Collected data entries.
impl<L: MonitorLink> Monitor<L> {
    pub fn new(link: L) -> Monitor<L> {
        Monitor {
            link,
            ns_per_byte: NS_PER_BYTE,
        }
    }

    /// Overrides the per-byte line time used for read pacing. Useful for
    /// adapters that buffer aggressively.
    pub fn set_byte_time(&mut self, ns_per_byte: u64) {
        self.ns_per_byte = ns_per_byte;
    }

    /// Resets the MCU and reopens the monitor session.
    pub fn reinit(&mut self) -> Result<()> {
        self.reset()?;
        self.open_comm()
    }

    /// Reads and decodes the part id word.
    pub fn identify(&mut self) -> Result<DeviceId> {
        let data = self.transact(Command::DeviceInfo as u8, &[], 6, Duration::from_millis(0))?;
        if data.len() != 3 {
            return Err(Error::Protocol(format!(
                "invalid device info size ({} bytes), should be 3 bytes",
                data.len()
            )));
        }
        if data[0] != DEVICE_INFO_CONSTANT {
            return Err(Error::Protocol(format!(
                "invalid device info constant (0x{:02x}), should be 0x{:02x}",
                data[0], DEVICE_INFO_CONSTANT
            )));
        }
        let id = DeviceId(u16::from_be_bytes([data[1], data[2]]));
        debug!("Device ID: 0x{:04x}", id.0);
        Ok(id)
    }

    /// Identifies the part and reports whether FreeEMS will run on it.
    pub fn check_device(&mut self) -> Result<bool> {
        let id = self.identify()?;
        match id.classify() {
            DeviceClass::FreeEms => {
                info!("Device is S12X/XE family");
                info!("Device looks FreeEMS compatible :)");
                return Ok(true);
            }
            DeviceClass::WrongMaskset => {
                info!("Device is S12X/XE family");
                warn!("Device looks FreeEMS compatible, but with wrong maskset :/");
            }
            DeviceClass::Xep100 => {
                info!("Device is S12X/XE family");
                warn!("Device looks XEP100 (Megasquirt-III?)");
            }
            DeviceClass::UnknownS12 => {
                info!("Device is S12X/XE family");
                warn!("Device is not FreeEMS compatible :(");
            }
            DeviceClass::S12C => warn!("Device is S12C family (Megasquirt-II/Microsquirt?)"),
            DeviceClass::Unknown => error!("Device is unknown family"),
        }
        Ok(false)
    }

    /// Reads the 2 KiB monitor image and logs what it says about itself.
    ///
    /// With `dump`, the image is also written to `serialmonitor.dat` as
    /// `addr:::hex` lines for offline analysis.
    pub fn analyse_monitor(&mut self, dump: bool) -> Result<()> {
        let mut file = if dump {
            let mut f = File::create("serialmonitor.dat")?;
            writeln!(f, "# Ripped serialmonitor range (F800-FF00)")?;
            writeln!(f, "# Format: <memory address>:::<hexdata (256 bytes)>")?;
            Some(f)
        } else {
            None
        };

        let mut image = Vec::with_capacity(2048);
        for index in 0..8u16 {
            let addr = 0xF800 + index * BLOCK_SIZE as u16;
            let block = self.read_block(addr, 0xFF)?;
            if let Some(f) = file.as_mut() {
                writeln!(f, "{:04x}:::{}", addr, hex::encode(&block))?;
            }
            image.extend_from_slice(&block);
        }

        if image.len() != 2048 {
            return Err(Error::Protocol(format!(
                "invalid SM size ({} bytes), should be 2k",
                image.len()
            )));
        }

        debug!("SM SHA-256: {}", hex::encode(Sha256::digest(&image)));
        debug!(
            "SM Device ID: 0x{:02x}{:02x}",
            image[SM_DEVICE_IDX],
            image[SM_DEVICE_IDX + 1]
        );
        debug!(
            "SM Date: {:02x}/{:02x}/{:02x}{:02x}",
            image[SM_MONTH_IDX],
            image[SM_DAY_IDX],
            image[SM_YEAR_IDX],
            image[SM_YEAR_IDX + 1]
        );
        info!(
            "SM Version: {:x}.{:x}",
            image[SM_VERSION_IDX],
            image[SM_VERSION_IDX + 1]
        );
        Ok(())
    }

    /// Programs one page image, optionally erasing the bank first and
    /// verifying every block by readback.
    pub fn erase_and_write(&mut self, mempage: &MemoryPage, erase: bool, verify: bool) -> Result<()> {
        if mempage.address < WINDOW_START || mempage.address >= WINDOW_END {
            return Err(Error::Range(format!(
                "address 0x{:04x} is out of range for page 0x{:02x}",
                mempage.address, mempage.page
            )));
        }
        if mempage.data.len() > (WINDOW_END - mempage.address) as usize {
            return Err(Error::Range(format!(
                "invalid amount of data ({} bytes), will overflow page 0x{:02x} @ 0x{:04x}",
                mempage.data.len(),
                mempage.page,
                mempage.address
            )));
        }

        if erase {
            self.set_page(mempage.page)?;
            self.erase_page()?;
        }

        let mut addr = mempage.address;
        for block in mempage.data.chunks(BLOCK_SIZE) {
            self.write_block(addr, block)?;
            if verify {
                let readback = self.read_block(addr, (block.len() - 1) as u8)?;
                if readback != block {
                    return Err(Error::Verify(addr));
                }
            }
            addr += block.len() as u16;
        }
        Ok(())
    }

    /// Rips banked pages `start..=end` into an S19 file: a banner header,
    /// 16-byte S2 records and an S8 terminator, CRLF line endings.
    /// `progress` is called once per finished page.
    pub fn rip_pages(
        &mut self,
        start: u8,
        end: u8,
        path: &Path,
        progress: &dyn Fn(u64),
    ) -> Result<()> {
        let mut out = BufWriter::new(File::create(path)?);

        let header = SRecord::new(
            RecordKind::S0,
            vec![0x00, 0x00],
            b"S19 ripped by fuct".to_vec(),
        );
        write!(out, "{}\r\n", header.to_line())?;

        for page in start..=end {
            self.set_page(page)?;
            let data = self.read_page()?;

            let mut addr = WINDOW_START;
            for chunk in data.chunks(RIP_RECORD_LEN) {
                let record = SRecord::new(
                    RecordKind::S2,
                    vec![page, (addr >> 8) as u8, addr as u8],
                    chunk.to_vec(),
                );
                write!(out, "{}\r\n", record.to_line())?;
                addr += chunk.len() as u16;
            }
            progress(1);
        }

        let terminator = SRecord::new(RecordKind::S8, vec![0x00, 0xC0, 0x00], Vec::new());
        write!(out, "{}\r\n", terminator.to_line())?;
        out.flush()?;

        info!("Firmware ripped successfully");
        Ok(())
    }

    /// Erases banked pages `start..=end`. `progress` is called per page.
    pub fn erase_pages(&mut self, start: u8, end: u8, progress: &dyn Fn(u64)) -> Result<()> {
        for page in start..=end {
            self.set_page(page)?;
            self.erase_page()?;
            progress(1);
        }
        info!("Firmware erased successfully");
        Ok(())
    }

    /// Selects the 16 KiB bank mapped into the window.
    pub fn set_page(&mut self, page: u8) -> Result<()> {
        self.write_byte(PPAGE_ADDR, page)
    }

    // -----

    fn reset(&mut self) -> Result<()> {
        self.write_command(Command::Reset as u8, &[])?;
        // Whatever the dying session sends back is stale; drop it.
        let _ = self.read_after_wait(5, Duration::from_millis(2))?;
        Ok(())
    }

    fn open_comm(&mut self) -> Result<()> {
        self.write_command(Command::Open as u8, &[])?;
        // 3 or 4 bytes depending on whether the port shows us the CR echo.
        let reply = self.read_after_wait(4, Duration::from_millis(0))?;
        if reply.len() < 3 {
            return Err(Error::Protocol("invalid open response (too few bytes)".into()));
        }
        let trailer = &reply[reply.len() - 3..];
        let accepted = trailer == [RC_NO_ERROR, SC_COLD_RESET_EXECUTED, PROMPT]
            || trailer == [RC_NOT_RECOGNISED, SC_MONITOR_ACTIVE, PROMPT];
        if !accepted {
            return Err(Error::Protocol(
                "invalid open response, is the device in load/SM mode?".into(),
            ));
        }
        Ok(())
    }

    fn write_byte(&mut self, addr: u16, value: u8) -> Result<()> {
        let args = addr_args(addr, value);
        self.transact(Command::WriteByte as u8, &args, 3, Duration::from_millis(0))?;
        Ok(())
    }

    /// Reads `count + 1` bytes starting at `addr`.
    fn read_block(&mut self, addr: u16, count: u8) -> Result<Vec<u8>> {
        let args = addr_args(addr, count);
        self.transact(
            Command::ReadBlock as u8,
            &args,
            count as usize + 4,
            Duration::from_millis(0),
        )
    }

    fn write_block(&mut self, addr: u16, data: &[u8]) -> Result<()> {
        if data.is_empty() || data.len() > BLOCK_SIZE {
            return Err(Error::Range(format!(
                "block has {} bytes, needs to be 1-256 bytes",
                data.len()
            )));
        }
        let mut args = Vec::with_capacity(3 + data.len());
        args.extend_from_slice(&addr_args(addr, (data.len() - 1) as u8));
        args.extend_from_slice(data);
        self.transact(Command::WriteBlock as u8, &args, 3, Duration::from_millis(0))?;
        Ok(())
    }

    fn erase_page(&mut self) -> Result<()> {
        // Bulk erase needs real settling time on top of the line budget;
        // 330 ms could go a bit lower but is known safe.
        self.transact(Command::ErasePage as u8, &[], 3, Duration::from_millis(330))?;
        Ok(())
    }

    /// Reads the full 16 KiB window in 256-byte blocks.
    fn read_page(&mut self) -> Result<Vec<u8>> {
        let mut data = Vec::with_capacity(MAX_PAGE_SIZE);
        let mut addr = WINDOW_START;
        for _ in 0..MAX_PAGE_SIZE / BLOCK_SIZE {
            let block = self.read_block(addr, 0xFF)?;
            data.extend_from_slice(&block);
            addr = addr.wrapping_add(BLOCK_SIZE as u16);
        }
        Ok(data)
    }

    /// One paced command round trip. `resp_len` counts the reply including
    /// its trailer; the pacing budget additionally covers the echoed bytes.
    /// Returns the reply with the trailer stripped.
    fn transact(
        &mut self,
        cmd: u8,
        args: &[u8],
        resp_len: usize,
        extra: Duration,
    ) -> Result<Vec<u8>> {
        debug_assert!(resp_len >= 3);
        self.write_command(cmd, args)?;

        let total = 1 + args.len() + resp_len;
        let reply = self.read_after_wait(total, extra)?;
        if reply.len() < resp_len {
            return Err(Error::Protocol(format!(
                "short reply to command 0x{:02x} ({} of {} bytes)",
                cmd,
                reply.len(),
                resp_len
            )));
        }

        // Some adapters loop the written bytes back, some do not; the reply
        // proper is always the tail of what arrived.
        let resp = &reply[reply.len() - resp_len..];
        let (data, trailer) = resp.split_at(resp_len - 3);
        if trailer != [RC_NO_ERROR, SC_MONITOR_ACTIVE, PROMPT] {
            return Err(Error::Protocol(format!(
                "invalid response to command 0x{:02x} (no prompt or unrecognized command)",
                cmd
            )));
        }
        Ok(data.to_vec())
    }

    fn write_command(&mut self, cmd: u8, args: &[u8]) -> Result<()> {
        self.link.discard_input()?;
        debug!("--> 0x{:02x}", cmd);
        self.write_all(&[cmd])?;
        if !args.is_empty() {
            debug!("--> {}", hex::encode(args));
            self.write_all(args)?;
        }
        Ok(())
    }

    fn write_all(&mut self, bytes: &[u8]) -> Result<()> {
        match self.link.write_all(bytes) {
            Ok(()) => Ok(()),
            Err(ref e) if e.kind() == io::ErrorKind::TimedOut => Err(Error::Timeout(
                "serial timeout occurred when sending command, check port connection".into(),
            )),
            Err(e) => Err(e.into()),
        }
    }

    /// Sleeps out the pacing budget for `total` line bytes plus `extra`,
    /// then reads whatever arrives, up to `total` bytes.
    fn read_after_wait(&mut self, total: usize, extra: Duration) -> Result<Vec<u8>> {
        let budget = pacing(self.ns_per_byte, total, extra);
        debug!("~ {:.2} ms ({} bytes)", budget.as_secs_f64() * 1000.0, total);
        sleep_until(Instant::now() + budget);

        let mut buf = vec![0u8; total];
        let mut got = 0;
        while got < total {
            match self.link.read(&mut buf[got..]) {
                Ok(0) => break,
                Ok(n) => got += n,
                Err(ref e) if e.kind() == io::ErrorKind::TimedOut => break,
                Err(ref e) if e.kind() == io::ErrorKind::Interrupted => continue,
                Err(e) => return Err(e.into()),
            }
        }
        buf.truncate(got);
        debug!("<-- {}", hex::encode(&buf));
        Ok(buf)
    }
}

What to do. The records above should be printed exactly, please, from the first line through the line containing "part id word.", with both ends kept and nothing past it.

Answer to the problem.
impl<L: MonitorLink> Monitor<L> {
    pub fn new(link: L) -> Monitor<L> {
        Monitor {
            link,
            ns_per_byte: NS_PER_BYTE,
        }
    }

    /// Overrides the per-byte line time used for read pacing. Useful for
    /// adapters that buffer aggressively.
    pub fn set_byte_time(&mut self, ns_per_byte: u64) {
        self.ns_per_byte = ns_per_byte;
    }

    /// Resets the MCU and reopens the monitor session.
    pub fn reinit(&mut self) -> Result<()> {
        self.reset()?;
        self.open_comm()
    }

    /// Reads and decodes the part id word.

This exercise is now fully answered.